"Why, my dear, I bought them by lamplight! and, besides, it was an auction and I was excited."

"Yes," said Barbara, and took a long breath. "I know how that is."


Down in town two commercial travelers, one of whom we have met before, took an after-breakfast saunter.

"She was coming," said the one we remember, "to New England. I didn't know where or for what, and I don't know yet; but when my house said, 'Old boy, we'd like to promote you, just say what you want!' says I, 'Let the salary stand as it is, only change my district; gimme New England!'"

"That's the college," he continued, as they came up into Elm Street. "Those are the students, just coming out of the chapel: 'sweet girl graduates,' as Shakespeare calls them."

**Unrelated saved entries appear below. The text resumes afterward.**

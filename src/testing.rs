//! One-shot HTTP responder for client tests.

use tokio::io::{AsyncReadExt, AsyncWriteExt};
use tokio::net::TcpListener;
use tokio::sync::oneshot;

/// Binds an ephemeral port, answers the first request with `status` and
/// `body`, and hands back the raw request text.
pub async fn serve_once(status: &str, body: &str) -> (String, oneshot::Receiver<String>) {
    let listener = TcpListener::bind("127.0.0.1:0").await.unwrap();
    let url      = format!("http://{}", listener.local_addr().unwrap());
    let response = format!(
        "HTTP/1.1 {status}\r\nContent-Type: application/json\r\nContent-Length: {}\r\nConnection: close\r\n\r\n{body}",
        body.len()
    );
    let (tx, rx) = oneshot::channel();

    tokio::spawn(async move {
        let (mut stream, _) = listener.accept().await.unwrap();
        let mut buf = Vec::new();
        let mut chunk = [0u8; 4096];
        // Read headers, then as much body as Content-Length announces.
        loop {
            let n = stream.read(&mut chunk).await.unwrap();
            if n == 0 { break; }
            buf.extend_from_slice(&chunk[..n]);
            let text = String::from_utf8_lossy(&buf);
            if let Some(split) = text.find("\r\n\r\n") {
                let want = content_length(&text[..split]);
                if buf.len() >= split + 4 + want { break; }
            }
        }
        stream.write_all(response.as_bytes()).await.unwrap();
        let _ = stream.shutdown().await;
        let _ = tx.send(String::from_utf8_lossy(&buf).into_owned());
    });

    (url, rx)
}

fn content_length(headers: &str) -> usize {
    headers.lines()
        .find_map(|line| {
            let (k, v) = line.split_once(':')?;
            k.eq_ignore_ascii_case("content-length").then(|| v.trim().parse().ok())?
        })
        .unwrap_or(0)
}
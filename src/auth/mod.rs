//! Identity provider client and the signed-in session.
//!
//! Registration, confirmation and sign-in are delegated to an external
//! identity service. A successful sign-in yields a bearer token and the
//! user's identity claims, which are kept in the local database until
//! `menstra logout` or account deletion.

use anyhow::{Context, Result};
use reqwest::Client;
use serde::{Deserialize, Serialize};

use crate::config::AuthConfig;

/// Identity claims of the signed-in user.
#[derive(Debug, Clone, PartialEq, Eq, Serialize, Deserialize)]
pub struct IdToken {
    pub name:           String,
    pub email:          String,
    pub email_verified: bool,
    pub sub:            String,
}

#[derive(Debug, Clone, PartialEq, Eq, Serialize, Deserialize)]
pub struct Session {
    pub token: String,
    pub user:  IdToken,
}

pub struct AuthClient {
    http: Client,
    url:  String,
}

impl AuthClient {
    pub fn new(config: &AuthConfig, timeout_seconds: u64) -> Result<Self> {
        Ok(Self {
            http: Client::builder()
                .timeout(std::time::Duration::from_secs(timeout_seconds))
                .user_agent("Menstra/0.1")
                .build()
                .context("building auth http client")?,
            url: config.url.trim_end_matches('/').to_owned(),
        })
    }

    pub async fn authenticate(&self, email: &str, password: &str) -> Result<Session> {
        let session: Session = self.http.post(format!("{}/login", self.url))
            .json(&serde_json::json!({ "email": email, "password": password }))
            .send().await?.error_for_status()?.json().await?;
        tracing::info!(sub = %session.user.sub, "signed in");
        Ok(session)
    }

    pub async fn register(&self, name: &str, email: &str, password: &str) -> Result<()> {
        self.http.post(format!("{}/register", self.url))
            .json(&serde_json::json!({ "name": name, "email": email, "password": password }))
            .send().await?.error_for_status()?;
        tracing::info!("registration submitted for {email}");
        Ok(())
    }

    pub async fn confirm(&self, email: &str, code: &str) -> Result<()> {
        self.http.post(format!("{}/confirm", self.url))
            .json(&serde_json::json!({ "email": email, "code": code }))
            .send().await?.error_for_status()?;
        tracing::info!("account confirmed for {email}");
        Ok(())
    }
}

#[cfg(test)]
mod tests {
    use super::*;
    use crate::testing::serve_once;

    fn client(url: String) -> AuthClient {
        AuthClient::new(&AuthConfig { url }, 5).unwrap()
    }

    #[tokio::test]
    async fn authenticate_returns_session() {
        let body = r#"{"token":"abc","user":{"name":"foo bar","email":"foo@bar.com","email_verified":true,"sub":"foo-000"}}"#;
        let (url, request) = serve_once("200 OK", body).await;

        let session = client(url).authenticate("foo@bar.com", "password").await.unwrap();
        assert_eq!(session.token, "abc");
        assert_eq!(session.user.sub, "foo-000");

        let request = request.await.unwrap();
        assert!(request.starts_with("POST /login "));
        assert!(request.contains(r#""email":"foo@bar.com""#));
        assert!(request.contains(r#""password":"password""#));
    }

    #[tokio::test]
    async fn rejected_login_is_an_error() {
        let (url, _request) = serve_once("401 Unauthorized", "{}").await;
        assert!(client(url).authenticate("foo@bar.com", "wrong").await.is_err());
    }

    #[tokio::test]
    async fn confirm_posts_code() {
        let (url, request) = serve_once("204 No Content", "").await;
        client(url).confirm("foo@bar.com", "123456").await.unwrap();
        let request = request.await.unwrap();
        assert!(request.starts_with("POST /confirm "));
        assert!(request.contains(r#""code":"123456""#));
    }
}
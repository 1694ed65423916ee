//! Cycle forecast interpretation.
//!
//! The backend predicts the next ovulation and menstruation windows. This
//! module reduces that forecast to the single event worth showing on the
//! dashboard together with a day count.

use chrono::NaiveDate;
use serde::{Deserialize, Serialize};
use std::fmt;
use thiserror::Error;

use crate::auth::Session;
use crate::calendar::parse_iso_date;

#[derive(Debug, Error, Clone, PartialEq, Eq)]
pub enum PredictionError {
    #[error("User not found")]
    UserNotFound,
    #[error("invalid {field} date in forecast: {value:?}")]
    InvalidDate { field: &'static str, value: String },
}

// ─── Wire types ───────────────────────────────────────────────────────────────

#[derive(Debug, Clone, Serialize, Deserialize)]
#[serde(rename_all = "camelCase")]
pub struct OvulationDto {
    pub start_date: String,
    pub is_active:  bool,
}

#[derive(Debug, Clone, Serialize, Deserialize)]
#[serde(rename_all = "camelCase")]
pub struct MenstruationDto {
    pub start_date: String,
    pub is_active:  bool,
    pub duration:   u32,
}

/// Forecast as served by `GET /menstruation/prediction`.
#[derive(Debug, Clone, Serialize, Deserialize)]
pub struct ForecastDto {
    pub ovulation:    OvulationDto,
    #[serde(alias = "period")]
    pub menstruation: MenstruationDto,
}

// ─── Domain types ─────────────────────────────────────────────────────────────

#[derive(Debug, Clone, Copy, PartialEq, Eq)]
pub struct OvulationForecast {
    pub start_date: NaiveDate,
    pub is_active:  bool,
}

#[derive(Debug, Clone, Copy, PartialEq, Eq)]
pub struct MenstruationForecast {
    pub start_date: NaiveDate,
    pub is_active:  bool,
    pub duration:   u32,
}

#[derive(Debug, Clone, Copy, PartialEq, Eq)]
pub struct Forecast {
    pub ovulation:    OvulationForecast,
    pub menstruation: MenstruationForecast,
}

impl TryFrom<ForecastDto> for Forecast {
    type Error = PredictionError;

    fn try_from(dto: ForecastDto) -> Result<Self, Self::Error> {
        let date = |field: &'static str, value: String| {
            parse_iso_date(&value).ok_or(PredictionError::InvalidDate { field, value })
        };
        Ok(Self {
            ovulation: OvulationForecast {
                start_date: date("ovulation", dto.ovulation.start_date)?,
                is_active:  dto.ovulation.is_active,
            },
            menstruation: MenstruationForecast {
                start_date: date("menstruation", dto.menstruation.start_date)?,
                is_active:  dto.menstruation.is_active,
                duration:   dto.menstruation.duration,
            },
        })
    }
}

#[derive(Debug, Clone, Copy, PartialEq, Eq)]
pub enum Phase {
    Ovulation,
    Menstruation,
}

impl fmt::Display for Phase {
    fn fmt(&self, f: &mut fmt::Formatter<'_>) -> fmt::Result {
        match self {
            Phase::Ovulation    => f.write_str("Ovulation"),
            Phase::Menstruation => f.write_str("Menstruation"),
        }
    }
}

/// The event the dashboard reports.
///
/// `days` is the expected length for menstruation (active or upcoming), 1 for
/// an active ovulation, and the days until onset for an upcoming ovulation.
#[derive(Debug, Clone, Copy, PartialEq, Eq)]
pub struct EventSummary {
    pub event:       Phase,
    pub is_upcoming: bool,
    pub days:        i64,
}

impl EventSummary {
    pub fn headline(&self) -> String {
        let n = self.days;
        let unit = if n == 1 { "day" } else { "days" };
        match (self.event, self.is_upcoming) {
            (Phase::Ovulation, false)   => format!("{} today", self.event),
            (_, false)                  => format!("{} in progress: {n} {unit}", self.event),
            (Phase::Menstruation, true) => format!("Next menstruation expected to last {n} {unit}"),
            (_, true)                   => format!("{} in {n} {unit}", self.event),
        }
    }
}

// ─── Interpretation ───────────────────────────────────────────────────────────

/// Active menstruation beats active ovulation; otherwise the sooner start
/// wins, menstruation on a tie.
pub fn interpret(forecast: &Forecast, today: NaiveDate) -> EventSummary {
    let Forecast { ovulation, menstruation } = forecast;

    if menstruation.is_active {
        return EventSummary {
            event:       Phase::Menstruation,
            is_upcoming: false,
            days:        menstruation.duration as i64,
        };
    }
    if ovulation.is_active {
        return EventSummary { event: Phase::Ovulation, is_upcoming: false, days: 1 };
    }

    if ovulation.start_date < menstruation.start_date {
        // Never below one day, also for a start already in the past.
        EventSummary {
            event:       Phase::Ovulation,
            is_upcoming: true,
            days:        (ovulation.start_date - today).num_days().max(1),
        }
    } else {
        EventSummary {
            event:       Phase::Menstruation,
            is_upcoming: true,
            days:        menstruation.duration as i64,
        }
    }
}

/// Interprets `forecast` for the signed-in user.
pub fn predict(
    session:  Option<&Session>,
    forecast: &Forecast,
    today:    NaiveDate,
) -> Result<EventSummary, PredictionError> {
    let session = session.ok_or(PredictionError::UserNotFound)?;
    tracing::debug!(user = %session.user.sub, "interpreting forecast");
    Ok(interpret(forecast, today))
}

#[cfg(test)]
mod tests {
    use super::*;
    use crate::auth::IdToken;
    use chrono::Duration;

    fn today() -> NaiveDate {
        NaiveDate::from_ymd_opt(2026, 10, 16).unwrap()
    }

    fn session() -> Session {
        Session {
            token: "token".into(),
            user:  IdToken {
                name:           "foo bar".into(),
                email:          "foo@bar.com".into(),
                email_verified: true,
                sub:            "foo-bar-000".into(),
            },
        }
    }

    fn forecast(
        ovulation_in: i64, ovulation_active: bool,
        menstruation_in: i64, menstruation_active: bool, duration: u32,
    ) -> Forecast {
        Forecast {
            ovulation: OvulationForecast {
                start_date: today() + Duration::days(ovulation_in),
                is_active:  ovulation_active,
            },
            menstruation: MenstruationForecast {
                start_date: today() + Duration::days(menstruation_in),
                is_active:  menstruation_active,
                duration,
            },
        }
    }

    #[test]
    fn missing_user_is_rejected() {
        let f = forecast(20, false, 1, false, 5);
        assert_eq!(predict(None, &f, today()), Err(PredictionError::UserNotFound));
        assert_eq!(PredictionError::UserNotFound.to_string(), "User not found");
    }

    #[test]
    fn upcoming_menstruation_reports_duration() {
        let f = forecast(20, false, 1, false, 5);
        let expected = EventSummary { event: Phase::Menstruation, is_upcoming: true, days: 5 };
        assert_eq!(predict(Some(&session()), &f, today()), Ok(expected));
    }

    #[test]
    fn active_menstruation_wins_over_anything() {
        let f = forecast(20, false, 1, true, 15);
        let expected = EventSummary { event: Phase::Menstruation, is_upcoming: false, days: 15 };
        assert_eq!(interpret(&f, today()), expected);

        let both = forecast(0, true, -2, true, 5);
        assert_eq!(interpret(&both, today()).event, Phase::Menstruation);
        assert!(!interpret(&both, today()).is_upcoming);
    }

    #[test]
    fn active_ovulation_is_a_single_day() {
        let f = forecast(0, true, 1, false, 5);
        let expected = EventSummary { event: Phase::Ovulation, is_upcoming: false, days: 1 };
        assert_eq!(interpret(&f, today()), expected);
    }

    #[test]
    fn upcoming_ovulation_reports_days_until_onset() {
        let f = forecast(0, false, 1, false, 5);
        let expected = EventSummary { event: Phase::Ovulation, is_upcoming: true, days: 1 };
        assert_eq!(predict(Some(&session()), &f, today()), Ok(expected));

        let soon = forecast(3, false, 20, false, 5);
        assert_eq!(interpret(&soon, today()).days, 3);
        assert_eq!(interpret(&soon, today()).headline(), "Ovulation in 3 days");

        let later = forecast(6, false, 20, false, 5);
        assert_eq!(interpret(&later, today()).days, 6);
    }

    #[test]
    fn stale_ovulation_start_never_goes_negative() {
        let f = forecast(-3, false, 20, false, 5);
        let summary = interpret(&f, today());
        assert_eq!(summary, EventSummary { event: Phase::Ovulation, is_upcoming: true, days: 1 });
        assert_eq!(summary.headline(), "Ovulation in 1 day");
    }

    #[test]
    fn same_start_date_goes_to_menstruation() {
        let f = forecast(4, false, 4, false, 6);
        let expected = EventSummary { event: Phase::Menstruation, is_upcoming: true, days: 6 };
        assert_eq!(interpret(&f, today()), expected);
    }

    #[test]
    fn wire_forecast_normalises_to_dates() {
        let json = r#"{
            "ovulation":    { "startDate": "2026-11-05T13:45:10.120Z", "isActive": false },
            "menstruation": { "startDate": "2026-10-17T08:00:00.000Z", "isActive": false, "duration": 5 }
        }"#;
        let dto: ForecastDto = serde_json::from_str(json).unwrap();
        let f = Forecast::try_from(dto).unwrap();
        assert_eq!(f.ovulation.start_date, NaiveDate::from_ymd_opt(2026, 11, 5).unwrap());
        assert_eq!(f.menstruation.start_date, NaiveDate::from_ymd_opt(2026, 10, 17).unwrap());
        assert_eq!(interpret(&f, today()).event, Phase::Menstruation);
    }

    #[test]
    fn wire_forecast_accepts_period_key() {
        let json = r#"{
            "ovulation": { "startDate": "2026-10-16", "isActive": false },
            "period":    { "startDate": "2026-10-16", "isActive": true, "duration": 13 }
        }"#;
        let dto: ForecastDto = serde_json::from_str(json).unwrap();
        assert_eq!(Forecast::try_from(dto).unwrap().menstruation.duration, 13);
    }

    #[test]
    fn bad_dates_are_reported() {
        let dto = ForecastDto {
            ovulation:    OvulationDto { start_date: "soon".into(), is_active: false },
            menstruation: MenstruationDto {
                start_date: "2026-10-16".into(), is_active: false, duration: 5,
            },
        };
        assert_eq!(
            Forecast::try_from(dto),
            Err(PredictionError::InvalidDate { field: "ovulation", value: "soon".into() })
        );
    }

    #[test]
    fn headlines_read_naturally() {
        let s = |event, is_upcoming, days| EventSummary { event, is_upcoming, days }.headline();
        assert_eq!(s(Phase::Menstruation, false, 5), "Menstruation in progress: 5 days");
        assert_eq!(s(Phase::Menstruation, true, 1), "Next menstruation expected to last 1 day");
        assert_eq!(s(Phase::Ovulation, false, 1), "Ovulation today");
        assert_eq!(s(Phase::Ovulation, true, 3), "Ovulation in 3 days");
    }
}
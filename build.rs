fn main() {
    // Endpoint defaults are baked in with option_env!, so rebuild when they change.
    println!("cargo:rerun-if-env-changed=MENSTRA_BACKEND_URL");
    println!("cargo:rerun-if-env-changed=MENSTRA_AUTH_URL");
}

He clutched his companion's arm. Their eyes rested on one of the dispersing throng, who came last and alone, with a slow step and manifestly under some burdensome preoccupation, through the high iron gateway of the campus. She passed them with drooping eyelashes and walked in the same tardy pace before them. Presently she turned from the sidewalk, crossed a small grassplot, and stood on the doorstep with her hand on the latch while they went by.

"Her?" said the one who thought he had quoted Shakespeare, "of course it's her; who else could it be? Ah, hmm! 'so near and yet so far!' Tom, I believe in heaven when I look at that girl—heaven and holiness! I read Taylor's 'Holy Living' when a boy!"

Presently they returned and passed again. She was still standing at the door. A few steps away the speaker looked over his shoulder and moaned:

"Not a glimpse of me does she get! There, she's gone in; but sure's you live she didn't want to!" They walked on. In front of their hotel he clutched his companion again. A young man of commanding figure stood near, deeply immersed in a telegram. The drummer whispered an oath of surprise.